Data records:

_____

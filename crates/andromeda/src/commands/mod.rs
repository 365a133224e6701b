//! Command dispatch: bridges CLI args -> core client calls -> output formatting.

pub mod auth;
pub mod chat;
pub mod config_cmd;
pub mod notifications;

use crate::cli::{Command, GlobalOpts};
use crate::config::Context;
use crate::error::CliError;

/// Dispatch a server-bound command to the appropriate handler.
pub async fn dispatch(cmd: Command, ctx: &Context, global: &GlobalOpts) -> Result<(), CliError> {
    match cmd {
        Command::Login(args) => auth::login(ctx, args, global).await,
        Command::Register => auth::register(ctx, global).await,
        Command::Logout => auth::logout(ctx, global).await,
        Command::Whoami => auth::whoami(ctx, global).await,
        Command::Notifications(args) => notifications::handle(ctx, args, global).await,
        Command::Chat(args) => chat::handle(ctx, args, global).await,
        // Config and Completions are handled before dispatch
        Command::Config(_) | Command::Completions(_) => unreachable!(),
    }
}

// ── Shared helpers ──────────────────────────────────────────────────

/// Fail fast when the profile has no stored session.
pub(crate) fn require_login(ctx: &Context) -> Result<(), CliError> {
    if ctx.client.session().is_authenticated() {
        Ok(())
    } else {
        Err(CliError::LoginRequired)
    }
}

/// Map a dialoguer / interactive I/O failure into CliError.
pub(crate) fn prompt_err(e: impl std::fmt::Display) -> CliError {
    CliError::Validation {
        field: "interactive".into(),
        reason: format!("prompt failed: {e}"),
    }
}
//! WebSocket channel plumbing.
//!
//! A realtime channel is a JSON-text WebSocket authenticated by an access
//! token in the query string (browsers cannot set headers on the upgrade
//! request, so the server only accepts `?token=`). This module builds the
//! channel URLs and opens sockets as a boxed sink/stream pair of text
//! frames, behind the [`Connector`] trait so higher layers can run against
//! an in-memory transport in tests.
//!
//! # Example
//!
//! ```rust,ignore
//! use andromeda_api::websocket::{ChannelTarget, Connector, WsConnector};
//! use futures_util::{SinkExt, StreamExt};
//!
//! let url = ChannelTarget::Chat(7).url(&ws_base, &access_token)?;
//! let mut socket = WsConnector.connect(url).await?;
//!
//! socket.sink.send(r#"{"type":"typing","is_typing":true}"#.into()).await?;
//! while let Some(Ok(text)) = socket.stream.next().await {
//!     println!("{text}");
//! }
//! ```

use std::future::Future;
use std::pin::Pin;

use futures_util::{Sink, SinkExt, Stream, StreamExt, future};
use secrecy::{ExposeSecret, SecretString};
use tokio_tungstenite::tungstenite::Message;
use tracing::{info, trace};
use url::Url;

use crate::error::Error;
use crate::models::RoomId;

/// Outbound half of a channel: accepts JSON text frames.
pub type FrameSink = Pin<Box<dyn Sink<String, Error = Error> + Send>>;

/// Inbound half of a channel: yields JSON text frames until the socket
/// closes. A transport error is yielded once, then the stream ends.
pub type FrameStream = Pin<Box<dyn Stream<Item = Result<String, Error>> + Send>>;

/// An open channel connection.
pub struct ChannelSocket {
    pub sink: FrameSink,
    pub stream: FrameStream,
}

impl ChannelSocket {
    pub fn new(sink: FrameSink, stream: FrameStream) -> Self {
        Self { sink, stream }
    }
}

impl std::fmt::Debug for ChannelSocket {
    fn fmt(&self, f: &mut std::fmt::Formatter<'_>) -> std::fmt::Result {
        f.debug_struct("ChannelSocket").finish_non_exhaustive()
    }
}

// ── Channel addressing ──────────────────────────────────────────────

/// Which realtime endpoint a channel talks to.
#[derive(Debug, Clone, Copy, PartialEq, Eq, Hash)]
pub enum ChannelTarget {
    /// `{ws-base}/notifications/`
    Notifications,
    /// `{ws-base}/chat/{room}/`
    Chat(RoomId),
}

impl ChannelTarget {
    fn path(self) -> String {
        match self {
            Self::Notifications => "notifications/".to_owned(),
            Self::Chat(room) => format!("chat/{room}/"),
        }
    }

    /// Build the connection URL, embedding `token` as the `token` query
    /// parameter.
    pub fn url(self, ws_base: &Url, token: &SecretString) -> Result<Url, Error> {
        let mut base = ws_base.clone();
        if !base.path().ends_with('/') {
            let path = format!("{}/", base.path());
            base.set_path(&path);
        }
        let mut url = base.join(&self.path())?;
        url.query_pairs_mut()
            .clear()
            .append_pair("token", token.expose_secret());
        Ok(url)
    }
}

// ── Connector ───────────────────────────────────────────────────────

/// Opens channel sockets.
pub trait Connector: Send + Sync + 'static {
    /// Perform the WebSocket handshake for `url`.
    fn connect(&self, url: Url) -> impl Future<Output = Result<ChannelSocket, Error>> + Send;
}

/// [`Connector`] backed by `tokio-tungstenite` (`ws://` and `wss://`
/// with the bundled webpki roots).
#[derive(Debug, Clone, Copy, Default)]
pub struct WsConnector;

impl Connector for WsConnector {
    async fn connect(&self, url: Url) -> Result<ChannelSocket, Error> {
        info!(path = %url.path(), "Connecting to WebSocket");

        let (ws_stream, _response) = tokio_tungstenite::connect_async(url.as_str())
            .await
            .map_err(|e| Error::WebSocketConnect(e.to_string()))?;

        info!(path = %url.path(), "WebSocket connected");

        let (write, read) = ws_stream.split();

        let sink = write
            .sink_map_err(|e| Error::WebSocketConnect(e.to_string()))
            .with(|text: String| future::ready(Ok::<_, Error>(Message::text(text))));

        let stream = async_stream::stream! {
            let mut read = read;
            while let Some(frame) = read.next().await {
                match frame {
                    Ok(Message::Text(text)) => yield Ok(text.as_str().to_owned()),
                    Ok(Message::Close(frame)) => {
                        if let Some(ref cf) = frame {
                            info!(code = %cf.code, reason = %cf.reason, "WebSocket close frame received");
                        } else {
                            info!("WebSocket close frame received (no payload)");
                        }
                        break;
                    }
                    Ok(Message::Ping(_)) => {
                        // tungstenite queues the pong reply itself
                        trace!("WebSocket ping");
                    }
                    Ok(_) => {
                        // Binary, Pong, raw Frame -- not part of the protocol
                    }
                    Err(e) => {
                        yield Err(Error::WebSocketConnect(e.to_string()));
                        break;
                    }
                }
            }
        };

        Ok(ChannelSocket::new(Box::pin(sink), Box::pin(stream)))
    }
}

_____

Assigned task: Whenever a line of the data includes "FrameSink", copy that line.

Answer to the exercise:
pub type FrameSink = Pin<Box<dyn Sink<String, Error = Error> + Send>>;
    pub sink: FrameSink,
    pub fn new(sink: FrameSink, stream: FrameStream) -> Self {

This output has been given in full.